(Stored data)
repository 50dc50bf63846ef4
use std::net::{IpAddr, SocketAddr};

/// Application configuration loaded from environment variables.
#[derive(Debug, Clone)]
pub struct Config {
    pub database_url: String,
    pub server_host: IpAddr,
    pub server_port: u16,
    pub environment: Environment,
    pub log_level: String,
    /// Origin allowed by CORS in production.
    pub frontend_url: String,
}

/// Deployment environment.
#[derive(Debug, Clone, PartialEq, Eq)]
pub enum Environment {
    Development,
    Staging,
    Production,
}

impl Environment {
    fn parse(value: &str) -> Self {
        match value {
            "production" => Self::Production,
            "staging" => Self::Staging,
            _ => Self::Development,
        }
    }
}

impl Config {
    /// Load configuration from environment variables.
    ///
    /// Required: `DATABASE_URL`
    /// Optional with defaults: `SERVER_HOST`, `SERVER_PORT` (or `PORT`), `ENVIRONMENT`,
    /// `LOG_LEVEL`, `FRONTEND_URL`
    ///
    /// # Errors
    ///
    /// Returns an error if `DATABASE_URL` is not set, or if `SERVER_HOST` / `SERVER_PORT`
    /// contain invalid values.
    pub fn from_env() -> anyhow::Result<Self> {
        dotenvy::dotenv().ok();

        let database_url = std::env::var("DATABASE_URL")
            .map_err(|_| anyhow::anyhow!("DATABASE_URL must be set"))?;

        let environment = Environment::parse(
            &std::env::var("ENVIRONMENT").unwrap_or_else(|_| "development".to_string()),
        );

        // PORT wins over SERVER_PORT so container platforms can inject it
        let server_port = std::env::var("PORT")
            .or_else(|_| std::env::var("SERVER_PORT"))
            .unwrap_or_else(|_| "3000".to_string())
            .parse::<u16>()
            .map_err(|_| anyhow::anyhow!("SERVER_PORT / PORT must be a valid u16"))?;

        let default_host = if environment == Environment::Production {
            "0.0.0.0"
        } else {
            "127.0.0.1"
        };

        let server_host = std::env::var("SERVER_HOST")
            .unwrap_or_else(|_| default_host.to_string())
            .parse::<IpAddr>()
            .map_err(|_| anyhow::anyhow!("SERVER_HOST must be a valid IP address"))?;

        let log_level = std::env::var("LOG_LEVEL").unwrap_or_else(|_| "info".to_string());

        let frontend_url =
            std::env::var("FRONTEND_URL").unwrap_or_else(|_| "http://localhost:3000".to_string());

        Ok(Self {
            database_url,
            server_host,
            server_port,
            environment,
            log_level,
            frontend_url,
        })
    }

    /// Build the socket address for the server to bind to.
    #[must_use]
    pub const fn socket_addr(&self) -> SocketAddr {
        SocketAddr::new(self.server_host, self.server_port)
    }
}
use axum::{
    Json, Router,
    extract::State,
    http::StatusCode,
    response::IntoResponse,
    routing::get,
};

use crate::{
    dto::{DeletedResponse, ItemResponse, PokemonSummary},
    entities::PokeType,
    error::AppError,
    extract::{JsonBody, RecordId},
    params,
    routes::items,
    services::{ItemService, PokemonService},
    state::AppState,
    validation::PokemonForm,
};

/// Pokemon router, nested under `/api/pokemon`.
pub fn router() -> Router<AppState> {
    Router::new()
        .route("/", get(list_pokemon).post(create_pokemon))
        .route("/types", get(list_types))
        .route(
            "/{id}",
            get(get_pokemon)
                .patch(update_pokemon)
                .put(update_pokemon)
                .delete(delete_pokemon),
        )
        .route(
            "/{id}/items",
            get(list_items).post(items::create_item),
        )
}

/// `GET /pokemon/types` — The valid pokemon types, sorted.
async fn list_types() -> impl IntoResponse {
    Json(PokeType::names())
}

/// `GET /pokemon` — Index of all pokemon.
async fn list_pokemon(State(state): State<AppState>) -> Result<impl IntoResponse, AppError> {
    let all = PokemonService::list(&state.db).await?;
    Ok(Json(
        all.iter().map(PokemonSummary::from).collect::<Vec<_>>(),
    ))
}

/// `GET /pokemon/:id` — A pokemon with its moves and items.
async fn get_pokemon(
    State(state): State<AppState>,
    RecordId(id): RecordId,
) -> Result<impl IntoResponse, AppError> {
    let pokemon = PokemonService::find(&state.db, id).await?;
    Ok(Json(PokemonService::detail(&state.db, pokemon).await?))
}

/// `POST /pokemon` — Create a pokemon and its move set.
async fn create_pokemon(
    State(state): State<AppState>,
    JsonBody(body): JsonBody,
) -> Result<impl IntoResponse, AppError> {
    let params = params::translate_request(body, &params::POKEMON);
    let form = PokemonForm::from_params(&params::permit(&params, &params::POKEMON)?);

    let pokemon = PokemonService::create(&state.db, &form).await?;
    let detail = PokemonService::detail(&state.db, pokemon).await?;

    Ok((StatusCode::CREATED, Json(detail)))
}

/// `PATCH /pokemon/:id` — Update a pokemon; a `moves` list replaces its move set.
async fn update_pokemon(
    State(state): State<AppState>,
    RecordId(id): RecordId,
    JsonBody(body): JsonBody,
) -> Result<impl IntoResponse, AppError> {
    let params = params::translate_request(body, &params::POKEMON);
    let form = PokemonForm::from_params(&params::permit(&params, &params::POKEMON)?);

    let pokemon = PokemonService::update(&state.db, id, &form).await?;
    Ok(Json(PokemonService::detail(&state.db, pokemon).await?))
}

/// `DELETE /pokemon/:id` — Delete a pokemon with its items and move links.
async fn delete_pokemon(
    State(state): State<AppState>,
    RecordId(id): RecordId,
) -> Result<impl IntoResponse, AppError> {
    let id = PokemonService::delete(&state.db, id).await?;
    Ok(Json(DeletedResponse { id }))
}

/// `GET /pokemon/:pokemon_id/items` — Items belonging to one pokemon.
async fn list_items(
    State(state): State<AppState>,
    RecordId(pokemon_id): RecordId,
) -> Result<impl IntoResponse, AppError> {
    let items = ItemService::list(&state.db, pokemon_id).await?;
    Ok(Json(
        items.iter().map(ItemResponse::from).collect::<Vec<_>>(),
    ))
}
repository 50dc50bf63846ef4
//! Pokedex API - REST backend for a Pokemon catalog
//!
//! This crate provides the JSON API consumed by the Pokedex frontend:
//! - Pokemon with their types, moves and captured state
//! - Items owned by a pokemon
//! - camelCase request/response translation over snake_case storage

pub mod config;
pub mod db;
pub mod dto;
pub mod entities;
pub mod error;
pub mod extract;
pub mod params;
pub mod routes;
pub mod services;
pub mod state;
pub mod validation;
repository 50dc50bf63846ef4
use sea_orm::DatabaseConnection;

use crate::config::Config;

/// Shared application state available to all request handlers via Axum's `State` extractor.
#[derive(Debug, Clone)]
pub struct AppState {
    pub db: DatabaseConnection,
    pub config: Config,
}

* * *

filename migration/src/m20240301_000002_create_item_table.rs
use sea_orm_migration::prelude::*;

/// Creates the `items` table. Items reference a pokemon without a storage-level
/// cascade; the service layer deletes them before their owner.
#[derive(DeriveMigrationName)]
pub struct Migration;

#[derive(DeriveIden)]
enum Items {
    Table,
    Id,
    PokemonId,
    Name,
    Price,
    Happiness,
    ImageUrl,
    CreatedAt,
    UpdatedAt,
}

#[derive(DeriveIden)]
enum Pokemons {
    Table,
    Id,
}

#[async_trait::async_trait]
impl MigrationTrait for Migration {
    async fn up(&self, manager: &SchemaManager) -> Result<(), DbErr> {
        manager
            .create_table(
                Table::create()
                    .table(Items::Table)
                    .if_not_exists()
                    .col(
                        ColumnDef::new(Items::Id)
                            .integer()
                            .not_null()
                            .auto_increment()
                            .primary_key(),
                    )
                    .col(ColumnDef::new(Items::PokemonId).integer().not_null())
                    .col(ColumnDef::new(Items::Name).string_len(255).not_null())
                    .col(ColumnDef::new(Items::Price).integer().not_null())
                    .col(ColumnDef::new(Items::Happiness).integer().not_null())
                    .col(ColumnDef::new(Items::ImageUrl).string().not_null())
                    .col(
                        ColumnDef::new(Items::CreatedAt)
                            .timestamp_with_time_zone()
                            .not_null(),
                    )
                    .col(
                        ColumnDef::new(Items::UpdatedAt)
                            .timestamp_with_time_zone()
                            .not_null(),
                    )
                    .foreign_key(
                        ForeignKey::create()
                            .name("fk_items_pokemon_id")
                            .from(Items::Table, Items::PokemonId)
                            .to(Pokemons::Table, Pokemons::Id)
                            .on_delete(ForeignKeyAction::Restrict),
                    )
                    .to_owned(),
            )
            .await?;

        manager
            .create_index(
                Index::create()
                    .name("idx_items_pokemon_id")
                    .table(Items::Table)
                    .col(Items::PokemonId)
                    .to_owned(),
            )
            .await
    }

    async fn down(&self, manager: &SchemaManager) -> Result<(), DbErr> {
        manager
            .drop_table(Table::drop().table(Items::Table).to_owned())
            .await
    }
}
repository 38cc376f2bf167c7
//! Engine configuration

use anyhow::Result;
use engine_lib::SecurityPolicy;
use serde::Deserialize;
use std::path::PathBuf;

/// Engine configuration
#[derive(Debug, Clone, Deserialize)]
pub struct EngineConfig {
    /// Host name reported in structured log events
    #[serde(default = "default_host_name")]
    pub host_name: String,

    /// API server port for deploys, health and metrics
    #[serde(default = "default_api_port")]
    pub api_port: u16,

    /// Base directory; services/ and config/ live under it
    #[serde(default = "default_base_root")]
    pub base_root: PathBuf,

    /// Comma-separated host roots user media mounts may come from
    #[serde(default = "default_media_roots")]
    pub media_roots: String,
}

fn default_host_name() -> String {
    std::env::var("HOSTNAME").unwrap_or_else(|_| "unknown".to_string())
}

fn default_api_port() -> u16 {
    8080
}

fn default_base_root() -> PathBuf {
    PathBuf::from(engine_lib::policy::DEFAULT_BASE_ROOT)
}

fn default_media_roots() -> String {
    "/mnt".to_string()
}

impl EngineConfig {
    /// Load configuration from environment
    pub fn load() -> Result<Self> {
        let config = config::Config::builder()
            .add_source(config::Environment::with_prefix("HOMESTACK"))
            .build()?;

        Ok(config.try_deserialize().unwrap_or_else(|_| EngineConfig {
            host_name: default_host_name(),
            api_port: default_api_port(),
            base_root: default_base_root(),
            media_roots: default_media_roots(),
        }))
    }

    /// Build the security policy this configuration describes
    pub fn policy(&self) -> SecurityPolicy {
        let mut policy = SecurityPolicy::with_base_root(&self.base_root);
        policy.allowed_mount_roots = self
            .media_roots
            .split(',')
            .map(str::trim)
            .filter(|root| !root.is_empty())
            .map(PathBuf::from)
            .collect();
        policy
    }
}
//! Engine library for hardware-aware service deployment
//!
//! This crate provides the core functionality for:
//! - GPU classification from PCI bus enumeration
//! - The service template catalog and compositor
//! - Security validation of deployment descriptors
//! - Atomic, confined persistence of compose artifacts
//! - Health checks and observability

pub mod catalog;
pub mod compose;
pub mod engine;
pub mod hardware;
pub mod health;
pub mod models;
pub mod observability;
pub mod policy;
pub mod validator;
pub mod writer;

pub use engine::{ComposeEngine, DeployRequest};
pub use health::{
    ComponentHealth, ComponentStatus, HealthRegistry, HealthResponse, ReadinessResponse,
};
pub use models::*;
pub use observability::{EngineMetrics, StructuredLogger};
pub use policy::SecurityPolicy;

> [ASSIGNMENT]: From the records given above, copy all lines containing "PokemonId".

> [SOLUTION FOR THIS TASK]:
    PokemonId,
                    .col(ColumnDef::new(Items::PokemonId).integer().not_null())
                            .from(Items::Table, Items::PokemonId)
                    .col(Items::PokemonId)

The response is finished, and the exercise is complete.